国家のために死んだ(生を中断させた)人を弔わないのはおかしい。

という論理を批判するのは難しい。「ために」という言葉のニュアンスの問題もある。餓死者だって、「国家のために」死んだわけだが、この場合の「ために」は、国家が糧食補給という義務を果たさなかったから、国家の加害行為によって、というニュアンスになる。普通は、国家からの命令という契機はあったものの「国家のために」「ふるさとのために」という思いを以て、というその人本人の自発性がそこにあった、という意味で使われるだろう。
わたしの言う狭義の被害者(餓死者など)については、戦うという能動性を国家の不手際によって奪われたわけですから、「国家のために」という国家とのシンクロからも隔たったなかで死んでいったことになります。
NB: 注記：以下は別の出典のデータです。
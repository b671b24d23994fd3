// ── RouterOS API word codec ──
//
// A sentence is a sequence of length-prefixed words terminated by an
// empty word. Lengths use a 1 to 5 byte prefix.

use tokio::io::{AsyncRead, AsyncReadExt};

use crate::error::Error;

/// Appends the length prefix for a word of `len` bytes.
pub fn encode_length(len: usize, out: &mut Vec<u8>) {
    let len = u32::try_from(len).unwrap_or(u32::MAX);
    let bytes = len.to_be_bytes();
    match len {
        0..0x80 => out.push(bytes[3]),
        0x80..0x4000 => out.extend_from_slice(&(len | 0x8000).to_be_bytes()[2..]),
        0x4000..0x20_0000 => out.extend_from_slice(&(len | 0xC0_0000).to_be_bytes()[1..]),
        0x20_0000..0x1000_0000 => out.extend_from_slice(&(len | 0xE000_0000).to_be_bytes()),
        _ => {
            out.push(0xF0);
            out.extend_from_slice(&bytes);
        }
    }
}

/// Encodes one sentence including the terminating empty word.
pub fn encode_sentence(words: &[&str]) -> Vec<u8> {
    let mut out = Vec::with_capacity(words.iter().map(|w| w.len() + 2).sum::<usize>() + 1);
    for word in words {
        encode_length(word.len(), &mut out);
        out.extend_from_slice(word.as_bytes());
    }
    out.push(0);
    out
}

async fn read_length<R: AsyncRead + Unpin>(reader: &mut R) -> Result<usize, Error> {
    let first = reader.read_u8().await?;
    let (mut value, extra) = match first {
        b if b & 0x80 == 0 => (u32::from(b), 0),
        b if b & 0xC0 == 0x80 => (u32::from(b & 0x3F), 1),
        b if b & 0xE0 == 0xC0 => (u32::from(b & 0x1F), 2),
        b if b & 0xF0 == 0xE0 => (u32::from(b & 0x0F), 3),
        0xF0 => (0, 4),
        other => {
            return Err(Error::VendorProtocol(format!(
                "invalid length prefix byte {other:#04x}"
            )));
        }
    };
    for _ in 0..extra {
        value = (value << 8) | u32::from(reader.read_u8().await?);
    }
    usize::try_from(value).map_err(|_| Error::VendorProtocol("word too long".into()))
}

/// Reads one sentence; the terminating empty word is not returned.
pub async fn read_sentence<R: AsyncRead + Unpin>(reader: &mut R) -> Result<Vec<String>, Error> {
    let mut words = Vec::new();
    loop {
        let len = read_length(reader).await?;
        if len == 0 {
            return Ok(words);
        }
        let mut buf = vec![0; len];
        reader.read_exact(&mut buf).await?;
        words.push(String::from_utf8_lossy(&buf).into_owned());
    }
}

/// Splits an attribute word `=name=value` into its parts.
pub fn parse_attribute(word: &str) -> Option<(&str, &str)> {
    word.strip_prefix('=')?.split_once('=')
}

#[cfg(test)]
#[allow(clippy::unwrap_used)]
mod tests {
    use super::*;

    fn prefix(len: usize) -> Vec<u8> {
        let mut out = Vec::new();
        encode_length(len, &mut out);
        out
    }

    #[test]
    fn length_prefix_boundaries() {
        assert_eq!(prefix(0x7F), vec![0x7F]);
        assert_eq!(prefix(0x80), vec![0x80, 0x80]);
        assert_eq!(prefix(0x3FFF), vec![0xBF, 0xFF]);
        assert_eq!(prefix(0x4000), vec![0xC0, 0x40, 0x00]);
        assert_eq!(prefix(0x20_0000), vec![0xE0, 0x20, 0x00, 0x00]);
        assert_eq!(prefix(0x1000_0000), vec![0xF0, 0x10, 0x00, 0x00, 0x00]);
    }

    #[tokio::test]
    async fn sentence_round_trip() {
        let long = "x".repeat(300);
        let bytes = encode_sentence(&["/login", "=name=admin", &long]);
        let mut reader = bytes.as_slice();
        let words = read_sentence(&mut reader).await.unwrap();
        assert_eq!(words, vec!["/login".to_owned(), "=name=admin".to_owned(), long]);
        assert!(reader.is_empty());
    }

    #[test]
    fn attribute_values_may_contain_equals() {
        assert_eq!(parse_attribute("=comment=a=b"), Some(("comment", "a=b")));
        assert_eq!(parse_attribute("!re"), None);
    }
}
敵に一発の弾も撃てずにただ蛆に食われるためだけにこんなところで死んでいくとは、という自嘲とともに死んでいった、のでしょう。
であればそのような死者に対し国家が為さなければならないことは謝罪であり、君の死は無駄ではなかったという顕彰などではない、ことははっきりしています。この点を明確化できなかった日本は、普通の国家になりそこない、窮極のマゾヒズム国家か、非力な絶対平和主義かの二者択一しかないわけですね。